Manny Schellscheidt

Personal information
- Full name: Manfred Schellscheidt
- Date of birth: January 17, 1941 (age 85)
- Place of birth: Solingen, Germany
- Height: 5 ft 10 in (1.78 m)
- Position: Midfielder

Senior career*
- Years: Team / Apps / (Gls)
- 1964: Elizabeth S.C.
- Union Solingen
- Fortuna Köln
- 0000–1972: Elizabeth S.C.
- 1973: Philadelphia Atoms / 14 / (1)
- 1974: Rhode Island Oceaneers
- 1975–1976: Hartford Bicentennials / 34 / (2)

Managerial career
- 0000–1972: Elizabeth S.C.
- 1974: Rhode Island Oceaneers
- 1975: United States
- 1975–1976: Hartford Bicentennials
- 1977–1979: New Jersey Americans
- 1984: U.S. Olympic
- 1987: Princeton Tigers (assistant)
- 1988–2011: Seton Hall Pirates

= Manfred Schellscheidt =

Soccer player (born 1941)

Manfred "Manny" Schellscheidt (born January 17, 1941) is a German-American soccer coach and former player. Born in Solingen in the Prussian Rhine Province, he emigrated to the United States in the 1970s. He spent three seasons in the North American Soccer League and one in the American Soccer League. He won two National Challenge Cup and one American Soccer League title as a player as well as two professional championships as a coach. Schellscheidt is a member of the National Soccer Hall of Fame.

==Playing career==
In 1964, Schellscheidt was visiting his aunt in New York when he was recruited by the coach of Elizabeth S.C. He played a handful of games before returning to Germany. After graduating from the German Sport University Cologne (Deutsche Sporthochschule Köln) in Cologne, Germany, in 1967, he played professionally for Union Solingen and SC Fortuna Köln before moving to the United States. When he arrived in the United States, he immediately rejoined Elizabeth S.C. of the German American Soccer League. He was a member of the team when it won both the 1970 and 1972 National Challenge Cups. In 1973, he signed with the Philadelphia Atoms of the North American Soccer League (NASL). The Atoms won the NASL title that year. In 1974, he became a player-coach with the Rhode Island Oceaneers in the American Soccer League. He took the team to the ASL championship and was named the 1974 ASL Coach of the Year. He returned to the NASL the next season with the Hartford Bicentennials.

==Coaching career==
After playing two seasons in Hartford, Schellscheidt became the head coach of the New Jersey Americans in 1977 winning another league title that season. He also coached in the North American Soccer League and in 1975 became coach of the United States national team. He also led the U.S. team in the 1984 Olympics qualifying. However, Schellscheidt was replaced four months before the start of the tournament, with a record of nine wins, 14 losses and 11 ties, by Alketas Panagoulias. The departure was contentious, with Schellscheidt saying of Gene Edwards, the USSF president at the time, "[he] told me they couldn't afford two coaches. That's funny, because they hadn't been paying me recently."

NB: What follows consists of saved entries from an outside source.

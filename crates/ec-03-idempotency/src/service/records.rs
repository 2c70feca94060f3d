use shared_cache::{get_json, set_json, KeyValueStore};
use shared_types::StoreError;
use std::sync::Arc;
use std::time::Duration;

use crate::domain::{record_key, IdempotencyRecord};

/// Reads and writes idempotency records under `idempotent:<key>`.
#[derive(Clone)]
pub struct RecordStore {
    store: Arc<dyn KeyValueStore>,
    ttl: Duration,
}

impl RecordStore {
    pub fn new(store: Arc<dyn KeyValueStore>, ttl: Duration) -> Self {
        Self { store, ttl }
    }

    pub fn ttl(&self) -> Duration {
        self.ttl
    }

    pub async fn get(&self, key: &str) -> Result<Option<IdempotencyRecord>, StoreError> {
        get_json(self.store.as_ref(), &record_key(key)).await
    }

    pub async fn put(&self, key: &str, record: &IdempotencyRecord) -> Result<(), StoreError> {
        set_json(self.store.as_ref(), &record_key(key), record, Some(self.ttl)).await
    }
}
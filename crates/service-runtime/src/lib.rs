//! # Service Runtime Library
//!
//! Wiring for one commerce service process. The `main.rs` binary is a thin
//! shell around [`ServiceRuntime`]; everything here is public so the
//! integration tests can run a whole process against in-memory backends.
//!
//! ## Queues
//!
//! | Queue                        | Bound to                  | Handler                                 |
//! |------------------------------|---------------------------|-----------------------------------------|
//! | `<service>.cart-events`      | `cart-service` / `cart.#` | idempotent [`CartProjection`]           |
//! | `<service>.product-cache`    | `product-service` / `product.#` | product cache invalidation        |
//!
//! Both are retried queues: each gets `.dlx`, `.wait`, `.retry` and
//! `.poison` siblings.
//!
//! ## Environment
//!
//! | Variable                  | Default          |
//! |---------------------------|------------------|
//! | `EC_SERVICE_NAME`         | `order-service`  |
//! | `EC_BROKER_URL`           | `memory://`      |
//! | `EC_CACHE_URL`            | `memory://`      |
//! | `EC_PREFETCH`             | `1`              |
//! | `EC_PUBLISH_CONFIRMS`     | `false`          |
//! | `EC_MAX_RETRIES`          | `3`              |
//! | `EC_RETRY_DELAY_MS`       | `30000`          |
//! | `EC_LOCK_TTL_SECS`        | `30`             |
//! | `EC_IDEMPOTENCY_TTL_SECS` | `86400`          |
//! | `EC_CONNECT_ATTEMPTS`     | `5`              |
//! | `EC_CONNECT_DELAY_MS`     | `1000`           |
//! | `EC_SHUTDOWN_GRACE_SECS`  | `10`             |
//! | `EC_LOG_LEVEL`            | `info`           |
//! | `EC_JSON_LOGS`            | `false`          |

#![allow(clippy::missing_const_for_fn)]
#![cfg_attr(test, allow(clippy::unwrap_used))]

pub mod backends;
pub mod config;
pub mod projection;
pub mod runtime;

pub use backends::{BrokerConnection, StoreConnection};
pub use config::{BrokerBackend, CacheBackend, ConfigError, RuntimeConfig};
pub use projection::CartProjection;
pub use runtime::{RuntimeError, ServiceRuntime, CART_EXCHANGE, PRODUCT_EXCHANGE};
pub mod errors;
pub mod policy;

pub use errors::ConnectionError;
pub use policy::{BackoffStrategy, ReconnectPolicy};
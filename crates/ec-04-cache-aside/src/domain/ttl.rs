//! Cache TTL helpers.

use std::time::Duration;

/// Single-entity reads (`product:<id>`).
pub const DEFAULT_ENTITY_TTL: Duration = seconds(300);

/// Search results live longer; writes invalidate them anyway.
pub const DEFAULT_SEARCH_TTL: Duration = minutes(10);

pub const fn seconds(n: u64) -> Duration {
    Duration::from_secs(n)
}

pub const fn minutes(n: u64) -> Duration {
    Duration::from_secs(n.saturating_mul(60))
}

pub const fn hours(n: u64) -> Duration {
    Duration::from_secs(n.saturating_mul(3_600))
}
use async_trait::async_trait;
use shared_bus::{EventSchema, HandlerError, HandlerResult, Message, MessageHandler};
use std::sync::Arc;

use super::manager::IdempotencyManager;
use crate::domain::IdempotencyError;

/// Wraps a handler so each idempotency key is processed at most once.
///
/// Duplicates return the recorded result and are acknowledged like fresh
/// successes. Messages without a key are rejected as permanent failures.
pub struct IdempotentHandler<H> {
    manager: Arc<IdempotencyManager>,
    inner: H,
}

impl<H> IdempotentHandler<H> {
    pub fn new(manager: Arc<IdempotencyManager>, inner: H) -> Self {
        Self { manager, inner }
    }

    pub fn inner(&self) -> &H {
        &self.inner
    }
}

#[async_trait]
impl<E, H> MessageHandler<E> for IdempotentHandler<H>
where
    E: EventSchema,
    H: MessageHandler<E>,
{
    async fn handle(&self, message: &Message<E>) -> HandlerResult {
        let key = message
            .idempotency_key()
            .ok_or_else(|| HandlerError::from(IdempotencyError::MissingKey))?;

        self.manager
            .execute(key, || self.inner.handle(message))
            .await
            .map(|execution| execution.into_result())
            .map_err(HandlerError::from)
    }
}
//! Subscriber setup.
//!
//! JSON output carries target, thread id, file and line for log shipping;
//! the pretty output is meant for a developer terminal.

use tracing_subscriber::{layer::SubscriberExt, util::SubscriberInitExt, EnvFilter};

use crate::{TelemetryConfig, TelemetryError};

/// Install the global tracing subscriber.
///
/// Fails if a global subscriber is already set.
pub fn init_logging(config: &TelemetryConfig) -> Result<(), TelemetryError> {
    let env_filter = EnvFilter::try_from_default_env()
        .or_else(|_| EnvFilter::try_new(&config.log_level))
        .map_err(|e| TelemetryError::Config(e.to_string()))?;

    if !config.console_output {
        return tracing_subscriber::registry()
            .with(env_filter)
            .try_init()
            .map_err(|e| TelemetryError::LoggingInit(e.to_string()));
    }

    if config.json_logs {
        let json_layer = tracing_subscriber::fmt::layer()
            .json()
            .with_target(true)
            .with_thread_ids(true)
            .with_file(true)
            .with_line_number(true);

        tracing_subscriber::registry()
            .with(env_filter)
            .with(json_layer)
            .try_init()
            .map_err(|e| TelemetryError::LoggingInit(e.to_string()))
    } else {
        let fmt_layer = tracing_subscriber::fmt::layer()
            .with_target(true)
            .with_thread_ids(false)
            .with_file(false)
            .with_line_number(false)
            .with_ansi(true);

        tracing_subscriber::registry()
            .with(env_filter)
            .with(fmt_layer)
            .try_init()
            .map_err(|e| TelemetryError::LoggingInit(e.to_string()))
    }
}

In 1988, Schellscheidt was named coach of the Seton Hall University men's team. The Pirates initially experienced success under Schellscheidt, winning two Big East championships, eight NCAA tournament berths, seven conference title game appearances and a trip to the NCAA Sweet 16 in 2001 while having had only one losing season during his first eighteen seasons at the helm. The Pirates, however, have not been successful recently, posting losing records in 2007, 2008, 2009, and 2010 consecutively. Schellscheidt stepped down as the coach of Seton Hall on November 28, 2011.

In 1990, Schellscheidt was inducted into the National Soccer Hall of Fame.

==Personal life==
Schellscheidt resides in Union Township, Union County, New Jersey with his wife, Annette. Their son Karl Schellscheidt played soccer at Princeton University. They also have two daughters, Jackie and Janet.

In 1992, Schellscheidt published a book, Youth League: Soccer Skills – Mastering the Ball.